Fixie Architecture Overview

This page provides a technical overview of the Fixie platform, focusing on the programming model used to build applications with Fixie.

System Overview

The following diagram is a high-level representation of the Fixie platform:

architecture.png

The Fixie system comprises a cloud-hosted API (app.fixie.ai) that provides a GraphQL-based API endpoint to clients and a set of agents, each possessing a specific set of skills such as accessing a remote API, pulling data from a database, summarizing text, etc.

The core Fixie service runs on the cloud. Agents can operate anywhere: hosted by Fixie, hosted by a customer, or hosted by third parties. Each agent functions as an independent microservice.

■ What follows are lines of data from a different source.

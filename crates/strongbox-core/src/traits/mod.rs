// SPDX-FileCopyrightText: 2026 Strongbox Contributors
// SPDX-License-Identifier: MIT OR Apache-2.0

//! Trait definitions at the storage seam.

pub mod storage;

pub use storage::{HealthStatus, StorageAdapter};
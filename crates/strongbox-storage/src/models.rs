// SPDX-FileCopyrightText: 2026 Strongbox Contributors
// SPDX-License-Identifier: MIT OR Apache-2.0

//! Domain model types for storage entities.
//!
//! The canonical types are defined in `strongbox-core::types` so the vault and
//! CLI crates share them. This module re-exports them alongside the
//! storage-only result types.

pub use strongbox_core::types::{AccountStatus, EntryId, EntrySummary, SecretEntry, User, UserId};

/// Result of counting one failed login against a user row.
#[derive(Debug, Clone, Copy, PartialEq, Eq)]
pub enum FailedAttempt {
    /// The counter was incremented and the account is still active.
    Counted { failed_attempts: u32 },
    /// This increment reached the threshold and locked the account.
    LockedNow { failed_attempts: u32 },
    /// The account was already locked; nothing was written.
    AlreadyLocked,
}

/// Result of replacing a legacy plaintext credential.
#[derive(Debug, Clone, Copy, PartialEq, Eq)]
pub enum LegacyUpgrade {
    /// The new credential was written and the counter reset.
    Upgraded,
    /// The row no longer holds the legacy value; nothing was written.
    Superseded,
    /// The account was locked; nothing was written.
    Locked,
}

/// Replacement credential material for a user row.
///
/// Used both to upgrade a legacy plaintext record and to re-key after a
/// master password change.
#[derive(Clone)]
pub struct CredentialUpdate {
    pub secured_password: Vec<u8>,
    pub kdf_salt: Vec<u8>,
    pub kdf_params: String,
}

impl std::fmt::Debug for CredentialUpdate {
    fn fmt(&self, f: &mut std::fmt::Formatter<'_>) -> std::fmt::Result {
        f.debug_struct("CredentialUpdate")
            .field("secured_password", &"[REDACTED]")
            .field("kdf_params", &self.kdf_params)
            .finish()
    }
}

/// Column values for a new entry, password already sealed.
#[derive(Clone)]
pub struct EntryRecord {
    pub service: String,
    pub account_login: String,
    pub account_password: Vec<u8>,
    pub expire_date: Option<chrono::DateTime<chrono::Utc>>,
}

/// Column changes for an existing entry. `None` keeps the stored value.
#[derive(Clone, Default)]
pub struct EntryChanges {
    pub service: Option<String>,
    pub account_login: Option<String>,
    pub account_password: Option<Vec<u8>>,
    pub expire_date: Option<Option<chrono::DateTime<chrono::Utc>>>,
}

impl EntryChanges {
    pub fn is_empty(&self) -> bool {
        self.service.is_none()
            && self.account_login.is_none()
            && self.account_password.is_none()
            && self.expire_date.is_none()
    }
}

Fixie's agent registry maintains metadata about each agent, including its description, owner information, and the URL where messages can be sent to the agent.

GraphQL API

The Fixie GraphQL API allows clients to interact with the system in several ways:

  • Query the set of agents in the system, returning metadata about each agent, such as the name, owner, set of example queries that the agent supports, etc.
  • Register a new agent (described in the Creating an Agent section below).
  • Create, list, and delete Sessions. A Session can be thought of as a chat session with the Fixie system, between the client and one or more agents.
  • Post a Message to a Session, sending a new query to Fixie for system processing.
  • Retrieve the Messages in a Session, including those Messages sent by agents.

Example Query Flow

To illustrate the end-to-end system, let's walk through what happens when a client issues a query, such as "Schedule a 30-minute meeting with Zach sometime between now and next Tuesday". The red circled numbers on the diagram above refer to each step below.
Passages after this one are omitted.